### PROBLEM TO WORK ON:
Retype every entry exactly, down to the last character.

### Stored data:
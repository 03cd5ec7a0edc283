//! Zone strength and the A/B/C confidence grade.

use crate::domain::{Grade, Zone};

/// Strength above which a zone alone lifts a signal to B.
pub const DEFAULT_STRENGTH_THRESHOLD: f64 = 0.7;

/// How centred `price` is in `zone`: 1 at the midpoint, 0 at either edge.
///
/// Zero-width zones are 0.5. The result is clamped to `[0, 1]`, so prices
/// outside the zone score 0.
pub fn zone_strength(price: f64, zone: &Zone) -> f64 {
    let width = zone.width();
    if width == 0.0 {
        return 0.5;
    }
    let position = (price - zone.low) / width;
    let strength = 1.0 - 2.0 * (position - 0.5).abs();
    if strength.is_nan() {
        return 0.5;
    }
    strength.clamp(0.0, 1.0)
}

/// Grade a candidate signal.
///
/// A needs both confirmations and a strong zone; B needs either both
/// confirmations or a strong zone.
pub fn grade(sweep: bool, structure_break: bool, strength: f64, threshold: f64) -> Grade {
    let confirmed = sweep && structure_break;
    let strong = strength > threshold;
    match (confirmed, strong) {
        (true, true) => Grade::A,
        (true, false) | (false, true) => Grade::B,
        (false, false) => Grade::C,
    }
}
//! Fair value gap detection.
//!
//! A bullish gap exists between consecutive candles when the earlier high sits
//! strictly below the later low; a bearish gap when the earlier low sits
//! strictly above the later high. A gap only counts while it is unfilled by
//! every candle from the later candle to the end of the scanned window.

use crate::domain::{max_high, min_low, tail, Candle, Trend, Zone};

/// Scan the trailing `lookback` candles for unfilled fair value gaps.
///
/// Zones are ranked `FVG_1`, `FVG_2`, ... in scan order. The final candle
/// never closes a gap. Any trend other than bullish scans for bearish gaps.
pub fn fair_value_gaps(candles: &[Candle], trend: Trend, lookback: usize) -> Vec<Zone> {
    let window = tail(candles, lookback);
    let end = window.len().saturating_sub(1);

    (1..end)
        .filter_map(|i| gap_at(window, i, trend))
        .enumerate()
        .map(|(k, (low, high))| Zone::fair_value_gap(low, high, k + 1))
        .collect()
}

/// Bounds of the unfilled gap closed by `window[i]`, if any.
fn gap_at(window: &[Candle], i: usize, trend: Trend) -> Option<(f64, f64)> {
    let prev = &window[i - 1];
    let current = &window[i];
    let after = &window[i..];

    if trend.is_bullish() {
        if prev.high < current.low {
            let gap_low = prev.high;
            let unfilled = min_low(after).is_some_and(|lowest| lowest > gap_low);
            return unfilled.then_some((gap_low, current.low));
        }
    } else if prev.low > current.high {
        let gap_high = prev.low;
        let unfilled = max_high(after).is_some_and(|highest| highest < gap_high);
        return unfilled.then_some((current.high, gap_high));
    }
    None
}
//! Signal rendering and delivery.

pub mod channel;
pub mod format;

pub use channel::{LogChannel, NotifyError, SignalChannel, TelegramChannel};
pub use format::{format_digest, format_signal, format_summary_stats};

### SOLUTION FOR THIS EXERCISE:
repository 03cd5ec7a0edc283
//! Zone strength and the A/B/C confidence grade.

use crate::domain::{Grade, Zone};

/// Strength above which a zone alone lifts a signal to B.
pub const DEFAULT_STRENGTH_THRESHOLD: f64 = 0.7;

/// How centred `price` is in `zone`: 1 at the midpoint, 0 at either edge.
///
/// Zero-width zones are 0.5. The result is clamped to `[0, 1]`, so prices
/// outside the zone score 0.
pub fn zone_strength(price: f64, zone: &Zone) -> f64 {
    let width = zone.width();
    if width == 0.0 {
        return 0.5;
    }
    let position = (price - zone.low) / width;
    let strength = 1.0 - 2.0 * (position - 0.5).abs();
    if strength.is_nan() {
        return 0.5;
    }
    strength.clamp(0.0, 1.0)
}

/// Grade a candidate signal.
///
/// A needs both confirmations and a strong zone; B needs either both
/// confirmations or a strong zone.
pub fn grade(sweep: bool, structure_break: bool, strength: f64, threshold: f64) -> Grade {
    let confirmed = sweep && structure_break;
    let strong = strength > threshold;
    match (confirmed, strong) {
        (true, true) => Grade::A,
        (true, false) | (false, true) => Grade::B,
        (false, false) => Grade::C,
    }
}
//! Fair value gap detection.
//!
//! A bullish gap exists between consecutive candles when the earlier high sits
//! strictly below the later low; a bearish gap when the earlier low sits
//! strictly above the later high. A gap only counts while it is unfilled by
//! every candle from the later candle to the end of the scanned window.

use crate::domain::{max_high, min_low, tail, Candle, Trend, Zone};

/// Scan the trailing `lookback` candles for unfilled fair value gaps.
///
/// Zones are ranked `FVG_1`, `FVG_2`, ... in scan order. The final candle
/// never closes a gap. Any trend other than bullish scans for bearish gaps.
pub fn fair_value_gaps(candles: &[Candle], trend: Trend, lookback: usize) -> Vec<Zone> {
    let window = tail(candles, lookback);
    let end = window.len().saturating_sub(1);

    (1..end)
        .filter_map(|i| gap_at(window, i, trend))
        .enumerate()
        .map(|(k, (low, high))| Zone::fair_value_gap(low, high, k + 1))
        .collect()
}

/// Bounds of the unfilled gap closed by `window[i]`, if any.
fn gap_at(window: &[Candle], i: usize, trend: Trend) -> Option<(f64, f64)> {
    let prev = &window[i - 1];
    let current = &window[i];
    let after = &window[i..];

    if trend.is_bullish() {
        if prev.high < current.low {
            let gap_low = prev.high;
            let unfilled = min_low(after).is_some_and(|lowest| lowest > gap_low);
            return unfilled.then_some((gap_low, current.low));
        }
    } else if prev.low > current.high {
        let gap_high = prev.low;
        let unfilled = max_high(after).is_some_and(|highest| highest < gap_high);
        return unfilled.then_some((current.high, gap_high));
    }
    None
}
//! Signal rendering and delivery.

pub mod channel;
pub mod format;

pub use channel::{LogChannel, NotifyError, SignalChannel, TelegramChannel};
pub use format::{format_digest, format_signal, format_summary_stats};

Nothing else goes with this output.